The expected output is each line below containing "function", copied in full.
———
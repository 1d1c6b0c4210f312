//! Error types for cable and wire initialization.

/// Errors that can occur when initializing a cable or wire.
///
/// Segmentation outcomes that are not errors (an out of date curve, a
/// degenerate route queried for points) are reported through
/// [`point_curve::SegmentationResult`] instead.
///
/// # Example
///
/// ```
/// use cable_route::CableError;
///
/// let error = CableError::TooFewNodes { actual: 1 };
/// assert!(error.to_string().contains("minimum number of route nodes is two"));
/// ```
#[derive(Debug, thiserror::Error, Clone, PartialEq)]
#[non_exhaustive]
pub enum CableError {
    /// The route has fewer than two nodes.
    #[error("invalid number of nodes ({actual}), minimum number of route nodes is two")]
    TooFewNodes {
        /// Number of nodes in the route.
        actual: usize,
    },

    /// No segment length splits the route at the configured resolution.
    #[error(
        "invalid route, unable to find segment length for {num_nodes} nodes and resolution/length = {resolution}"
    )]
    SegmentationFailed {
        /// Number of nodes in the route.
        num_nodes: usize,
        /// Configured resolution per unit length.
        resolution: f64,
    },

    /// The native engine rejected a node.
    #[error("unable to add node {index} ({kind})")]
    NodeRejected {
        /// Index of the node in the order it was added.
        index: usize,
        /// Description of the node.
        kind: String,
    },

    /// The native engine produced no segments.
    #[error("initialization failed, check route and/or resolution")]
    InitializationFailed,

    /// The route failed validation.
    #[error("invalid route: {0}")]
    InvalidRoute(String),

    /// A configuration parameter is out of range.
    #[error("invalid configuration: {0}")]
    InvalidConfig(String),
}

impl CableError {
    /// Creates a node rejected error.
    #[must_use]
    pub fn node_rejected(index: usize, kind: impl Into<String>) -> Self {
        Self::NodeRejected {
            index,
            kind: kind.into(),
        }
    }

    /// Creates an invalid configuration error from validation messages.
    #[must_use]
    pub fn invalid_config(problems: &[String]) -> Self {
        Self::InvalidConfig(problems.join("; "))
    }

    /// Returns `true` if the native engine rejected a node.
    #[must_use]
    pub const fn is_node_rejected(&self) -> bool {
        matches!(self, Self::NodeRejected { .. })
    }

    /// Returns `true` if the error was detected before the native engine
    /// was involved.
    #[must_use]
    pub const fn is_route_error(&self) -> bool {
        matches!(
            self,
            Self::TooFewNodes { .. } | Self::SegmentationFailed { .. } | Self::InvalidRoute(_)
        )
    }
}

#[cfg(test)]
mod tests {
    use super::*;

    #[test]
    fn test_segmentation_failed_display() {
        let error = CableError::SegmentationFailed {
            num_nodes: 2,
            resolution: 5.0,
        };
        let msg = error.to_string();
        assert!(msg.contains("2 nodes"));
        assert!(msg.contains("resolution/length = 5"));
        assert!(error.is_route_error());
    }

    #[test]
    fn test_node_rejected() {
        let error = CableError::node_rejected(3, "free node");
        assert_eq!(error.to_string(), "unable to add node 3 (free node)");
        assert!(error.is_node_rejected());
        assert!(!error.is_route_error());
    }

    #[test]
    fn test_invalid_config_joins_problems() {
        let error = CableError::invalid_config(&["radius".to_string(), "resolution".to_string()]);
        assert_eq!(error.to_string(), "invalid configuration: radius; resolution");
    }
}
//! Property-based tests for route segmentation.
//!
//! Run with: cargo test -p point-curve -- proptest

#![allow(missing_docs, clippy::unwrap_used)]

use point_curve::{Point3, PointCurve, SegmentType, SegmentationParams, default_error};
use proptest::prelude::*;

// =============================================================================
// Strategies
// =============================================================================

/// A control point in a bounded box.
fn arb_point() -> impl Strategy<Value = Point3<f64>> {
    prop::array::uniform3(-10.0..10.0f64).prop_map(|[x, y, z]| Point3::new(x, y, z))
}

/// A route of 2 to 6 control points.
fn arb_curve() -> impl Strategy<Value = PointCurve> {
    prop::collection::vec(arb_point(), 2..=6).prop_map(PointCurve::from_points)
}

// =============================================================================
// Properties
// =============================================================================

proptest! {
    #![proptest_config(ProptestConfig::with_cases(64))]

    /// A solved segmentation takes exactly the requested number of steps and
    /// its clamped walk ends on the curve end; a failed one reports an
    /// infinite error.
    #[test]
    fn proptest_solved_or_infinite(mut curve in arb_curve(), num_segments in 1usize..40) {
        prop_assume!(curve.finalize());
        let params = SegmentationParams::default();
        let result = curve.find_segment_length(num_segments, default_error, &params);

        if result.successful {
            prop_assert!(result.segment_length > 0.0);
            prop_assert!(
                result.error.abs() < params.error_tolerance
                    || result.error.abs() <= params.fallback_tolerance * result.segment_length
            );

            let steps: Vec<_> = curve
                .traverse(result.segment_length, params.step_tolerance)
                .clamp_to_end()
                .collect();
            prop_assert_eq!(steps.len(), num_segments);
            prop_assert_eq!(steps[0].curr.time, 0.0);

            let last = steps[steps.len() - 1];
            prop_assert_eq!(last.segment_type, SegmentType::Last);
            prop_assert_eq!(last.next.time, 1.0);
            let end = *curve.end_point().unwrap();
            prop_assert!((last.next.point - end).norm() < 1e-4);
        } else {
            prop_assert_eq!(result.error, f64::INFINITY);
            prop_assert_eq!(result.segment_length, -1.0);
        }
    }

    /// Traversal is a pure function of the curve and the step length.
    #[test]
    fn proptest_traversal_is_repeatable(mut curve in arb_curve(), fraction in 0.05..0.5f64) {
        prop_assume!(curve.finalize());
        let length = fraction * curve.total_length();

        let first: Vec<_> = curve.traverse(length, 1e-3).map(|step| step.next.time).collect();
        let second: Vec<_> = curve.traverse(length, 1e-3).map(|step| step.next.time).collect();
        prop_assert_eq!(first, second);
    }
}
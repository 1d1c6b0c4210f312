//! Wire route nodes.

use std::fmt;
use std::rc::Rc;

use nalgebra::{Point3, UnitQuaternion};

use crate::{Frame, NodeId, ParentTransform, RouteNode};

#[cfg(feature = "serde")]
use serde::{Deserialize, Serialize};

/// Kind of a wire route node.
#[derive(Debug, Clone, Copy, PartialEq, Eq, Hash, Default)]
#[cfg_attr(feature = "serde", derive(Serialize, Deserialize))]
pub enum WireNodeType {
    /// Fixed to its parent.
    BodyFixed,
    /// Free in the world.
    #[default]
    Free,
    /// Connects the wire to a body through a companion node at the body's
    /// center of mass.
    Connecting,
    /// Lets the wire slide through the parent.
    Eye,
    /// Contact point on a shape.
    Contact,
    /// Wire winch, reeling the wire in and out.
    Winch,
}

impl WireNodeType {
    /// Returns `true` for node types that are only allowed at the begin or
    /// end of a wire.
    #[must_use]
    pub const fn is_end_only(self) -> bool {
        matches!(self, Self::BodyFixed | Self::Connecting | Self::Winch)
    }
}

impl fmt::Display for WireNodeType {
    fn fmt(&self, f: &mut fmt::Formatter<'_>) -> fmt::Result {
        let name = match self {
            Self::BodyFixed => "Body fixed node",
            Self::Free => "Free node",
            Self::Connecting => "Connecting node",
            Self::Eye => "Eye node",
            Self::Contact => "Contact node",
            Self::Winch => "Winch node",
        };
        f.write_str(name)
    }
}

/// A waypoint of a wire route.
#[derive(Debug, Clone)]
#[cfg_attr(feature = "serde", derive(Serialize, Deserialize))]
pub struct WireRouteNode {
    id: NodeId,
    node_type: WireNodeType,
    frame: Frame,
}

impl WireRouteNode {
    /// Create a node of `node_type` at `frame`.
    #[must_use]
    pub fn new(node_type: WireNodeType, frame: Frame) -> Self {
        Self {
            id: NodeId::next(),
            node_type,
            frame,
        }
    }

    /// Free node at a world position.
    #[must_use]
    pub fn free(position: Point3<f64>) -> Self {
        Self::new(
            WireNodeType::Free,
            Frame::new(position, UnitQuaternion::identity()),
        )
    }

    /// Node of `node_type` placed relative to `parent`.
    #[must_use]
    pub fn attached(
        node_type: WireNodeType,
        parent: &Rc<ParentTransform>,
        local_position: Point3<f64>,
    ) -> Self {
        Self::new(
            node_type,
            Frame::with_parent(parent, local_position, UnitQuaternion::identity()),
        )
    }

    /// Kind of this node.
    #[must_use]
    pub const fn node_type(&self) -> WireNodeType {
        self.node_type
    }

    /// Change the kind of this node.
    pub fn set_node_type(&mut self, node_type: WireNodeType) {
        self.node_type = node_type;
    }
}

impl RouteNode for WireRouteNode {
    fn id(&self) -> NodeId {
        self.id
    }

    fn frame(&self) -> &Frame {
        &self.frame
    }

    fn frame_mut(&mut self) -> &mut Frame {
        &mut self.frame
    }

    fn validate_at(&self, index: usize, num_nodes: usize) -> Option<String> {
        let intermediate = index > 0 && index + 1 < num_nodes;
        (intermediate && self.node_type.is_end_only()).then(|| {
            format!(
                "{} can only be at the begin or at the end of a wire.",
                self.node_type
            )
        })
    }
}

#[cfg(test)]
mod tests {
    use super::*;

    #[test]
    fn test_end_only_types() {
        assert!(WireNodeType::BodyFixed.is_end_only());
        assert!(WireNodeType::Connecting.is_end_only());
        assert!(WireNodeType::Winch.is_end_only());
        assert!(!WireNodeType::Free.is_end_only());
        assert!(!WireNodeType::Eye.is_end_only());
        assert!(!WireNodeType::Contact.is_end_only());
    }

    #[test]
    fn test_validate_at_intermediate() {
        let node = WireRouteNode::new(WireNodeType::Winch, Frame::default());
        assert!(node.validate_at(0, 3).is_none());
        assert!(node.validate_at(2, 3).is_none());

        let message = node.validate_at(1, 3);
        assert_eq!(
            message.as_deref(),
            Some("Winch node can only be at the begin or at the end of a wire.")
        );
    }

    #[test]
    fn test_free_nodes_valid_anywhere() {
        let node = WireRouteNode::free(Point3::origin());
        assert!(node.validate_at(1, 5).is_none());
    }
}
//! Error types for route editing.
//!
//! This module defines the [`RouteError`] enum returned when a route
//! rejects an edit.

use crate::NodeId;

/// Errors that can occur when editing a route.
///
/// # Example
///
/// ```
/// use route_types::{CableNodeType, CableRouteNode, Route, RouteError};
/// use nalgebra::Point3;
///
/// let node = CableRouteNode::free(Point3::origin());
/// let mut route = Route::new();
/// route.add(node.clone())?;
///
/// let error = route.add(node).unwrap_err();
/// assert!(error.is_duplicate_node());
/// # Ok::<(), RouteError>(())
/// ```
#[derive(Debug, thiserror::Error, PartialEq, Eq)]
#[non_exhaustive]
pub enum RouteError {
    /// The node is already part of the route.
    ///
    /// A route holds every node at most once; clones share the id of the
    /// node they were cloned from.
    #[error("node {0} is already in the route")]
    DuplicateNode(NodeId),

    /// The referenced node is not part of the route.
    #[error("node {0} not found in the route")]
    NodeNotFound(NodeId),

    /// An index is outside the route.
    #[error("index {index} out of range for route with {len} nodes")]
    IndexOutOfRange {
        /// The requested index.
        index: usize,
        /// Number of nodes in the route.
        len: usize,
    },
}

impl RouteError {
    /// Creates an index out of range error.
    #[must_use]
    pub const fn index_out_of_range(index: usize, len: usize) -> Self {
        Self::IndexOutOfRange { index, len }
    }

    /// Returns `true` if this is a duplicate node error.
    #[must_use]
    pub const fn is_duplicate_node(&self) -> bool {
        matches!(self, Self::DuplicateNode(_))
    }

    /// Returns `true` if this is a node not found error.
    #[must_use]
    pub const fn is_node_not_found(&self) -> bool {
        matches!(self, Self::NodeNotFound(_))
    }
}
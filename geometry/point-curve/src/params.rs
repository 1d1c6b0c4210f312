//! Segmentation solver parameters.

#[cfg(feature = "serde")]
use serde::{Deserialize, Serialize};

/// Parameters for [`PointCurve::find_segment_length`](crate::PointCurve::find_segment_length).
///
/// # Example
///
/// ```
/// use point_curve::SegmentationParams;
///
/// let params = SegmentationParams::default()
///     .with_error_tolerance(1e-3)
///     .with_max_iterations(50);
///
/// assert!(params.validate().is_empty());
/// ```
#[derive(Debug, Clone, Copy, PartialEq)]
#[cfg_attr(feature = "serde", derive(Serialize, Deserialize))]
pub struct SegmentationParams {
    /// Accumulated error below which the solver reports success.
    pub error_tolerance: f64,

    /// Chord length tolerance during traversal, as a factor of the total length.
    pub step_tolerance: f64,

    /// Finite difference step for the error derivative, divided by the
    /// number of segments.
    pub derivative_step: f64,

    /// Maximum number of solver iterations.
    pub max_iterations: usize,

    /// Shortest segment length the solver may try.
    pub min_segment_length: f64,

    /// Largest end error accepted when no length meets `error_tolerance`,
    /// as a factor of the segment length. Zero disables the fallback.
    pub fallback_tolerance: f64,
}

impl Default for SegmentationParams {
    fn default() -> Self {
        Self {
            error_tolerance: 5.0e-3,
            step_tolerance: 1.0e-3,
            derivative_step: 1.0e-3,
            max_iterations: 100,
            min_segment_length: 1.0e-6,
            fallback_tolerance: 0.25,
        }
    }
}

impl SegmentationParams {
    /// Create new parameters with default values.
    #[must_use]
    pub fn new() -> Self {
        Self::default()
    }

    /// Tight tolerances for short, finely resolved routes.
    #[must_use]
    pub fn precise() -> Self {
        Self {
            error_tolerance: 1.0e-4,
            step_tolerance: 1.0e-5,
            max_iterations: 200,
            ..Self::default()
        }
    }

    /// Set the error tolerance.
    #[must_use]
    pub const fn with_error_tolerance(mut self, tolerance: f64) -> Self {
        self.error_tolerance = tolerance;
        self
    }

    /// Set the traversal step tolerance.
    #[must_use]
    pub const fn with_step_tolerance(mut self, tolerance: f64) -> Self {
        self.step_tolerance = tolerance;
        self
    }

    /// Set the derivative step.
    #[must_use]
    pub const fn with_derivative_step(mut self, step: f64) -> Self {
        self.derivative_step = step;
        self
    }

    /// Set the maximum number of iterations.
    #[must_use]
    pub const fn with_max_iterations(mut self, iterations: usize) -> Self {
        self.max_iterations = iterations;
        self
    }

    /// Set the minimum segment length.
    #[must_use]
    pub const fn with_min_segment_length(mut self, length: f64) -> Self {
        self.min_segment_length = length;
        self
    }

    /// Set the fallback tolerance.
    #[must_use]
    pub const fn with_fallback_tolerance(mut self, tolerance: f64) -> Self {
        self.fallback_tolerance = tolerance;
        self
    }

    /// Validates the parameters, returning a list of issues.
    ///
    /// An empty list means the parameters are usable.
    #[must_use]
    #[allow(clippy::neg_cmp_op_on_partial_ord)] // NaN must fail the check
    pub fn validate(&self) -> Vec<String> {
        let mut issues = Vec::new();

        if !(self.error_tolerance > 0.0) {
            issues.push(format!(
                "error_tolerance must be positive, got {}",
                self.error_tolerance
            ));
        }
        if !(self.step_tolerance > 0.0) {
            issues.push(format!(
                "step_tolerance must be positive, got {}",
                self.step_tolerance
            ));
        }
        if !(self.derivative_step > 0.0) {
            issues.push(format!(
                "derivative_step must be positive, got {}",
                self.derivative_step
            ));
        }
        if self.max_iterations == 0 {
            issues.push("max_iterations must be at least 1".to_string());
        }
        if self.min_segment_length < 0.0 {
            issues.push(format!(
                "min_segment_length must be non-negative, got {}",
                self.min_segment_length
            ));
        }

        if !(self.fallback_tolerance >= 0.0) {
            issues.push(format!(
                "fallback_tolerance must be non-negative, got {}",
                self.fallback_tolerance
            ));
        }

        issues
    }
}
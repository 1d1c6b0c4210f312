//! Constant chord-length traversal of a point curve.
//!
//! Starting at `t = 0`, each step advances `dt = L / total_length` and then
//! corrects the step end until the straight distance from the step start is
//! `L` (within `tolerance * total_length`). The traversal stops when a step
//! passes `t = 1 + dt` or lands within `L / 2` of the curve's last point.
//! With [`Traversal::clamp_to_end`] that last step is moved onto the curve
//! end.
//!
//! ```text
//!   o-----x-----x-----x-----x--o
//!   |  L  |  L  |  L  |  L  |
//! First  Intermediate ...  Last
//! ```

use nalgebra::Point3;
use tracing::warn;

use crate::{PointCurve, SegmentPoint, SegmentType};

/// Maximum chord corrections per step.
const MAX_CORRECTIONS: usize = 100;

/// One step of a traversal: the chord from `curr` to `next`.
#[derive(Debug, Clone, Copy, PartialEq)]
pub struct SegmentStep {
    /// Start of the step.
    pub curr: SegmentPoint,
    /// End of the step.
    pub next: SegmentPoint,
    /// Position of the step within the traversal.
    pub segment_type: SegmentType,
}

/// Lazy iterator over the constant-length steps of a [`PointCurve`].
///
/// Created by [`PointCurve::traverse`]. The sequence is a pure function of
/// the curve's control points and the step length; call `traverse` again to
/// restart.
#[derive(Debug, Clone)]
pub struct Traversal<'a> {
    curve: &'a PointCurve,
    end_point: Point3<f64>,
    segment_length: f64,
    total_length: f64,
    chord_tolerance: f64,
    dt: f64,
    prev_t: f64,
    prev: Option<SegmentPoint>,
    segment_type: SegmentType,
    remaining_steps: usize,
    clamp_end: bool,
}

impl<'a> Traversal<'a> {
    fn new(curve: &'a PointCurve, segment_length: f64, tolerance: f64) -> Self {
        let total_length = curve.total_length();
        let dt = segment_length / total_length;
        let valid = segment_length > 0.0 && total_length > 0.0 && dt.is_finite();

        let prev = if valid { curve.evaluate(0.0).ok() } else { None };
        let end_point = curve.end_point().copied().unwrap_or_else(Point3::origin);

        // Converged steps advance at least `dt`, so this only trips on
        // non-converging corrections.
        let remaining_steps = if valid {
            ((1.0 / dt).ceil() as usize).saturating_mul(4).saturating_add(16)
        } else {
            0
        };

        Self {
            curve,
            end_point,
            segment_length,
            total_length,
            chord_tolerance: tolerance * total_length,
            dt,
            prev_t: 0.0,
            prev,
            segment_type: SegmentType::First,
            remaining_steps,
            clamp_end: false,
        }
    }

    /// End the last step exactly at the curve end (`time == 1`).
    ///
    /// Solver samples stay unclamped so the end error remains measurable.
    #[must_use]
    pub fn clamp_to_end(mut self) -> Self {
        self.clamp_end = true;
        self
    }

    /// Step length this traversal walks with.
    #[must_use]
    pub fn segment_length(&self) -> f64 {
        self.segment_length
    }

    fn evaluate_or_stop(&mut self, t: f64) -> Option<SegmentPoint> {
        let point = self.curve.evaluate(t).ok();
        if point.is_none() {
            self.prev = None;
        }
        point
    }
}

impl Iterator for Traversal<'_> {
    type Item = SegmentStep;

    fn next(&mut self) -> Option<SegmentStep> {
        let prev = self.prev?;

        if self.remaining_steps == 0 {
            warn!(
                "Traversal with segment length {:.6} exceeded its step limit at t = {:.6}",
                self.segment_length, self.prev_t
            );
            self.prev = None;
            return None;
        }
        self.remaining_steps -= 1;

        let dt = self.dt;
        let mut curr_t = self.prev_t + dt;
        let mut curr = self.evaluate_or_stop(curr_t)?;
        let mut chord = (curr.point - prev.point).norm();

        let mut corrections = 0;
        while chord > 0.0
            && curr_t < 1.0 + 0.5 * dt
            && (chord - self.segment_length).abs() >= self.chord_tolerance
            && corrections < MAX_CORRECTIONS
        {
            corrections += 1;
            curr_t -= (chord - self.segment_length) / self.total_length;
            curr = self.evaluate_or_stop(curr_t)?;
            chord = (curr.point - prev.point).norm();
        }

        let done = curr_t > 1.0 + dt
            || (curr_t + 0.5 * dt >= 1.0
                && (curr.point - self.end_point).norm() < 0.5 * self.segment_length);

        if done {
            self.segment_type = SegmentType::Last;
            if self.clamp_end {
                if let Ok(mut end) = self.curve.evaluate(1.0) {
                    end.point = self.end_point;
                    curr = end;
                }
            }
        }

        let step = SegmentStep {
            curr: prev,
            next: curr,
            segment_type: self.segment_type,
        };

        if self.segment_type == SegmentType::First {
            self.segment_type = SegmentType::Intermediate;
        }

        if done {
            self.prev = None;
        } else {
            self.prev_t = curr_t;
            self.prev = Some(curr);
        }

        Some(step)
    }
}

impl std::iter::FusedIterator for Traversal<'_> {}

impl PointCurve {
    /// Walk the curve in steps of constant chord length.
    ///
    /// `tolerance` is the accepted chord length error as a factor of the
    /// total curve length. The traversal is empty for a non-positive
    /// `segment_length`, an unfinalized curve or a zero-length curve.
    ///
    /// # Example
    ///
    /// ```
    /// use point_curve::{PointCurve, SegmentType};
    /// use nalgebra::Point3;
    ///
    /// let mut curve = PointCurve::from_points([
    ///     Point3::new(0.0, 0.0, 0.0),
    ///     Point3::new(4.0, 0.0, 0.0),
    /// ]);
    /// curve.finalize();
    ///
    /// let steps: Vec<_> = curve.traverse(1.0, 1e-6).collect();
    /// assert_eq!(steps.len(), 4);
    /// assert_eq!(steps[0].segment_type, SegmentType::First);
    /// assert_eq!(steps[3].segment_type, SegmentType::Last);
    /// ```
    #[must_use]
    pub fn traverse(&self, segment_length: f64, tolerance: f64) -> Traversal<'_> {
        Traversal::new(self, segment_length, tolerance)
    }

    /// Callback form of [`traverse`](Self::traverse).
    ///
    /// Returns the number of steps visited.
    pub fn traverse_with<F>(&self, segment_length: f64, tolerance: f64, mut callback: F) -> usize
    where
        F: FnMut(&SegmentPoint, &SegmentPoint, SegmentType),
    {
        let mut count = 0;
        for step in self.traverse(segment_length, tolerance) {
            callback(&step.curr, &step.next, step.segment_type);
            count += 1;
        }
        count
    }
}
———
**Completed exercise**
    /// Traversal is a pure function of the curve and the step length.
/// Created by [`PointCurve::traverse`]. The sequence is a pure function of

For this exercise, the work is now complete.